Note: The reason such a generic looking type like ProjectedWrapper is used instead of something more friendly is performance. Generating new type for each shape of the projection result would be rather expensive.
Note 2: Currently the data source must return instances of the ProjectedWrapper public type if such type was requested by the query. It is not supported for the provider to change the type of query even if it decides to ignore projections and return the original entity for example. In the future the product might support some looser contract in this place, for example an interface similar to the IExpandedResult.
Projection expression
Knowing about ProjectedWrappers we can finally look at the expression generated by WCF Data Services. Let’s take our sample query from above, the expression generated would look like this:
System.Collections.Generic.List`1[DataServiceExpression.Product]

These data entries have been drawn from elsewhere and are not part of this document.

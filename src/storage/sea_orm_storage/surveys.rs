//! 问卷存储操作
//!
//! 题目的选项顺序 = question_options 行的插入顺序，查询时按主键升序还原。
//! 非选择题也建一行无选项的 question_options，答案统一经它挂接。

use std::collections::HashMap;

use super::SeaOrmStorage;
use crate::entity::feedback_surveys::{
    ActiveModel as SurveyActiveModel, Column as SurveyColumn, Entity as FeedbackSurveys,
};
use crate::entity::option_choices::{
    ActiveModel as OptionChoiceActiveModel, Entity as OptionChoices,
};
use crate::entity::question_options::{
    ActiveModel as QuestionOptionActiveModel, Column as QuestionOptionColumn,
    Entity as QuestionOptions,
};
use crate::entity::questions::{
    ActiveModel as QuestionActiveModel, Column as QuestionColumn, Entity as Questions,
};
use crate::entity::survey_sections::{
    ActiveModel as SectionActiveModel, Column as SectionColumn, Entity as SurveySections,
};
use crate::errors::{GamiSystemError, Result};
use crate::models::surveys::{
    entities::{FeedbackSurvey, Question, SurveySection},
    requests::{
        CreateQuestionRequest, CreateSectionRequest, CreateSurveyRequest, UpdateQuestionRequest,
        UpdateSurveyRequest,
    },
    responses::{SectionDetail, SurveyDetailResponse},
};
use sea_orm::{
    ActiveModelTrait, ColumnTrait, ConnectionTrait, EntityTrait, QueryFilter, QueryOrder, Set,
    TransactionTrait,
};

impl SeaOrmStorage {
    /// 为作业创建问卷
    pub async fn create_survey_impl(
        &self,
        assignment_id: i64,
        req: CreateSurveyRequest,
    ) -> Result<FeedbackSurvey> {
        let now = chrono::Utc::now().timestamp();

        let model = SurveyActiveModel {
            assignment_id: Set(assignment_id),
            template_name: Set(req.template_name),
            instructions: Set(req.instructions),
            date_due: Set(req.date_due.map(|d| d.timestamp())),
            created_at: Set(now),
            updated_at: Set(now),
            ..Default::default()
        };

        let result = model
            .insert(&self.db)
            .await
            .map_err(|e| GamiSystemError::database_operation(format!("创建问卷失败: {e}")))?;

        Ok(result.into_survey())
    }

    /// 获取作业的问卷
    pub async fn get_survey_by_assignment_id_impl(
        &self,
        assignment_id: i64,
    ) -> Result<Option<FeedbackSurvey>> {
        let result = FeedbackSurveys::find()
            .filter(SurveyColumn::AssignmentId.eq(assignment_id))
            .one(&self.db)
            .await
            .map_err(|e| GamiSystemError::database_operation(format!("查询问卷失败: {e}")))?;

        Ok(result.map(|m| m.into_survey()))
    }

    /// 获取问卷详情（分区 -> 题目 -> 选项）
    pub async fn get_survey_detail_impl(
        &self,
        assignment_id: i64,
    ) -> Result<Option<SurveyDetailResponse>> {
        let Some(survey) = self.get_survey_by_assignment_id_impl(assignment_id).await? else {
            return Ok(None);
        };

        let sections = SurveySections::find()
            .filter(SectionColumn::SurveyId.eq(survey.id))
            .order_by_asc(SectionColumn::Position)
            .all(&self.db)
            .await
            .map_err(|e| GamiSystemError::database_operation(format!("查询分区失败: {e}")))?;

        let mut section_details = Vec::with_capacity(sections.len());
        for section_model in sections {
            let section = section_model.into_section();
            let questions = self.load_section_questions(section.id).await?;
            section_details.push(SectionDetail { section, questions });
        }

        Ok(Some(SurveyDetailResponse {
            survey,
            sections: section_details,
        }))
    }

    /// 加载分区下的题目及其选项
    pub(crate) async fn load_section_questions(&self, section_id: i64) -> Result<Vec<Question>> {
        let question_models = Questions::find()
            .filter(QuestionColumn::SectionId.eq(section_id))
            .order_by_asc(QuestionColumn::Position)
            .all(&self.db)
            .await
            .map_err(|e| GamiSystemError::database_operation(format!("查询题目失败: {e}")))?;

        let question_ids: Vec<i64> = question_models.iter().map(|q| q.id).collect();
        let mut options_by_question = self.load_option_texts(&question_ids).await?;

        Ok(question_models
            .into_iter()
            .map(|m| {
                let mut question = m.into_question();
                question.option_choices = options_by_question
                    .remove(&question.id)
                    .unwrap_or_default();
                question
            })
            .collect())
    }

    /// 按题目加载选项文本（保持插入顺序）
    pub(crate) async fn load_option_texts(
        &self,
        question_ids: &[i64],
    ) -> Result<HashMap<i64, Vec<String>>> {
        let mut result: HashMap<i64, Vec<String>> = HashMap::new();
        if question_ids.is_empty() {
            return Ok(result);
        }

        let rows = QuestionOptions::find()
            .find_also_related(OptionChoices)
            .filter(QuestionOptionColumn::QuestionId.is_in(question_ids.to_vec()))
            .order_by_asc(QuestionOptionColumn::Id)
            .all(&self.db)
            .await
            .map_err(|e| GamiSystemError::database_operation(format!("查询选项失败: {e}")))?;

        for (question_option, option_choice) in rows {
            if let Some(choice) = option_choice {
                result
                    .entry(question_option.question_id)
                    .or_default()
                    .push(choice.text);
            }
        }

        Ok(result)
    }

    /// 更新问卷
    pub async fn update_survey_impl(
        &self,
        survey_id: i64,
        update: UpdateSurveyRequest,
    ) -> Result<Option<FeedbackSurvey>> {
        let existing = FeedbackSurveys::find_by_id(survey_id)
            .one(&self.db)
            .await
            .map_err(|e| GamiSystemError::database_operation(format!("查询问卷失败: {e}")))?;
        if existing.is_none() {
            return Ok(None);
        }

        let now = chrono::Utc::now().timestamp();

        let mut model = SurveyActiveModel {
            id: Set(survey_id),
            updated_at: Set(now),
            ..Default::default()
        };

        if let Some(template_name) = update.template_name {
            model.template_name = Set(template_name);
        }

        if let Some(instructions) = update.instructions {
            model.instructions = Set(Some(instructions));
        }

        if let Some(date_due) = update.date_due {
            model.date_due = Set(Some(date_due.timestamp()));
        }

        let updated = model
            .update(&self.db)
            .await
            .map_err(|e| GamiSystemError::database_operation(format!("更新问卷失败: {e}")))?;

        Ok(Some(updated.into_survey()))
    }

    /// 删除问卷
    pub async fn delete_survey_impl(&self, survey_id: i64) -> Result<bool> {
        let result = FeedbackSurveys::delete_by_id(survey_id)
            .exec(&self.db)
            .await
            .map_err(|e| GamiSystemError::database_operation(format!("删除问卷失败: {e}")))?;

        Ok(result.rows_affected > 0)
    }

    /// 创建分区
    pub async fn create_section_impl(
        &self,
        survey_id: i64,
        req: CreateSectionRequest,
    ) -> Result<SurveySection> {
        let model = SectionActiveModel {
            survey_id: Set(survey_id),
            title: Set(req.title),
            is_required: Set(req.is_required.unwrap_or(false)),
            position: Set(req.position.unwrap_or(0)),
            ..Default::default()
        };

        let result = model
            .insert(&self.db)
            .await
            .map_err(|e| GamiSystemError::database_operation(format!("创建分区失败: {e}")))?;

        Ok(result.into_section())
    }

    /// 创建题目（题目 + 选项 + 关联行在单事务内写入）
    pub async fn create_question_impl(&self, req: CreateQuestionRequest) -> Result<Question> {
        let txn = self
            .db
            .begin()
            .await
            .map_err(|e| GamiSystemError::database_operation(format!("开启事务失败: {e}")))?;

        let model = QuestionActiveModel {
            section_id: Set(req.section_id),
            text: Set(req.text),
            question_type: Set(req.question_type.to_string()),
            number_of_scale: Set(req.number_of_scale),
            number_of_text: Set(req.number_of_text),
            is_required: Set(req.is_required.unwrap_or(false)),
            position: Set(req.position.unwrap_or(0)),
            ..Default::default()
        };

        let question_model = model
            .insert(&txn)
            .await
            .map_err(|e| GamiSystemError::database_operation(format!("创建题目失败: {e}")))?;

        let option_texts = req.option_choices.unwrap_or_default();
        if option_texts.is_empty() {
            // 非选择题建一行无选项的关联，答案统一经 question_options 挂接
            Self::insert_question_option(&txn, question_model.id, None).await?;
        } else {
            // 逐行插入，保持提交顺序就是选项顺序
            for text in &option_texts {
                let choice = OptionChoiceActiveModel {
                    text: Set(text.clone()),
                    ..Default::default()
                };
                let choice_model = choice.insert(&txn).await.map_err(|e| {
                    GamiSystemError::database_operation(format!("创建选项失败: {e}"))
                })?;
                Self::insert_question_option(&txn, question_model.id, Some(choice_model.id))
                    .await?;
            }
        }

        txn.commit()
            .await
            .map_err(|e| GamiSystemError::database_operation(format!("提交事务失败: {e}")))?;

        let mut question = question_model.into_question();
        question.option_choices = option_texts;
        Ok(question)
    }

    async fn insert_question_option<C: ConnectionTrait>(
        conn: &C,
        question_id: i64,
        option_choice_id: Option<i64>,
    ) -> Result<()> {
        let model = QuestionOptionActiveModel {
            question_id: Set(question_id),
            option_choice_id: Set(option_choice_id),
            ..Default::default()
        };

        model
            .insert(conn)
            .await
            .map_err(|e| GamiSystemError::database_operation(format!("创建题目选项关联失败: {e}")))?;

        Ok(())
    }

    /// 更新题目
    pub async fn update_question_impl(
        &self,
        question_id: i64,
        update: UpdateQuestionRequest,
    ) -> Result<Option<Question>> {
        let existing = Questions::find_by_id(question_id)
            .one(&self.db)
            .await
            .map_err(|e| GamiSystemError::database_operation(format!("查询题目失败: {e}")))?;
        if existing.is_none() {
            return Ok(None);
        }

        let mut model = QuestionActiveModel {
            id: Set(question_id),
            ..Default::default()
        };

        if let Some(text) = update.text {
            model.text = Set(text);
        }

        if let Some(number_of_scale) = update.number_of_scale {
            model.number_of_scale = Set(Some(number_of_scale));
        }

        if let Some(number_of_text) = update.number_of_text {
            model.number_of_text = Set(Some(number_of_text));
        }

        if let Some(is_required) = update.is_required {
            model.is_required = Set(is_required);
        }

        if let Some(position) = update.position {
            model.position = Set(position);
        }

        let updated = model
            .update(&self.db)
            .await
            .map_err(|e| GamiSystemError::database_operation(format!("更新题目失败: {e}")))?;

        let mut question = updated.into_question();
        let mut options = self.load_option_texts(&[question_id]).await?;
        question.option_choices = options.remove(&question_id).unwrap_or_default();
        Ok(Some(question))
    }

    /// 删除题目
    pub async fn delete_question_impl(&self, question_id: i64) -> Result<bool> {
        let result = Questions::delete_by_id(question_id)
            .exec(&self.db)
            .await
            .map_err(|e| GamiSystemError::database_operation(format!("删除题目失败: {e}")))?;

        Ok(result.rows_affected > 0)
    }
}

.Select(p => IIF((p == null), null, new ProjectedWrapper2() {
ResourceTypeName = "TestNamespace.Product",
PropertyNameList = "Name,ID",
ProjectedProperty0 = Convert((p As Product).Name),
ProjectedProperty1 = Convert(Convert((p As Product).ID))}))
This is pretty close to what we came up with above. The first difference is the null check (the IIF((p == null), null, …)). This is so called “null propagation” and in detail I will discuss it at some later time. In short it makes sure that if the result being projected is null, the expression would still work and would project a null and wouldn’t crash. This part of the query can be influenced by modifying the value returned from IDataServiceQueryProvider.IsNullPropagationRequired, assuming you implement a custom provider. I will describe this in more detail in some later post.
The second difference is the type cast operation “p As Product”. This is needed when there’s type inheritance involved. In the simple case where there’s just one type of entity they are pretty much redundant as the parameter p is already of type Product anyway.
The third difference is the Convert operator. There are actually two types of these. The outer ones which are present on each property regardless of its type are conversions to System.Object. This is necessary since the ProjectedProperty0 is defined as having System.Object type, and thus the value assigned to it needs to be converted to such type. Note that in most programming languages the compiler will generated this conversion for you automatically, so you don’t usually see this in your code. The second type of Convert operators, the inner one, is only needed on value types and it converts the value to a nullable version of such type. So in the case above it converts the System.Int32 type of the ID property to a Nullable<System.Int32> type. This is again necessary when there’s type inheritance involved, in this simple case the value of the property will never be null.
So to makes all of the above more clear, here’s the same expression as above rewritten to what it would look like in C#:
products.Select(p => (p == null) ? null : new ProjectedWrapper2() {
ResourceTypeName = “TestNamespace.Product”,
ProductNameList = “Name,ID”,
ProjectedProperty0 = (object)((p as Product).Name),
ProjectedProperty1 = (object)(int?)((p as Product).ID)
});
And that’s all. We covered all the basics you might need to understand simple projection queries. As noted above it gets more complicated when type inheritance is involved. Also null propagation has some effects on the expressions generated in certain cases. Yet another interesting topic is expansions and their interaction with projections. But I will get to those in some later post.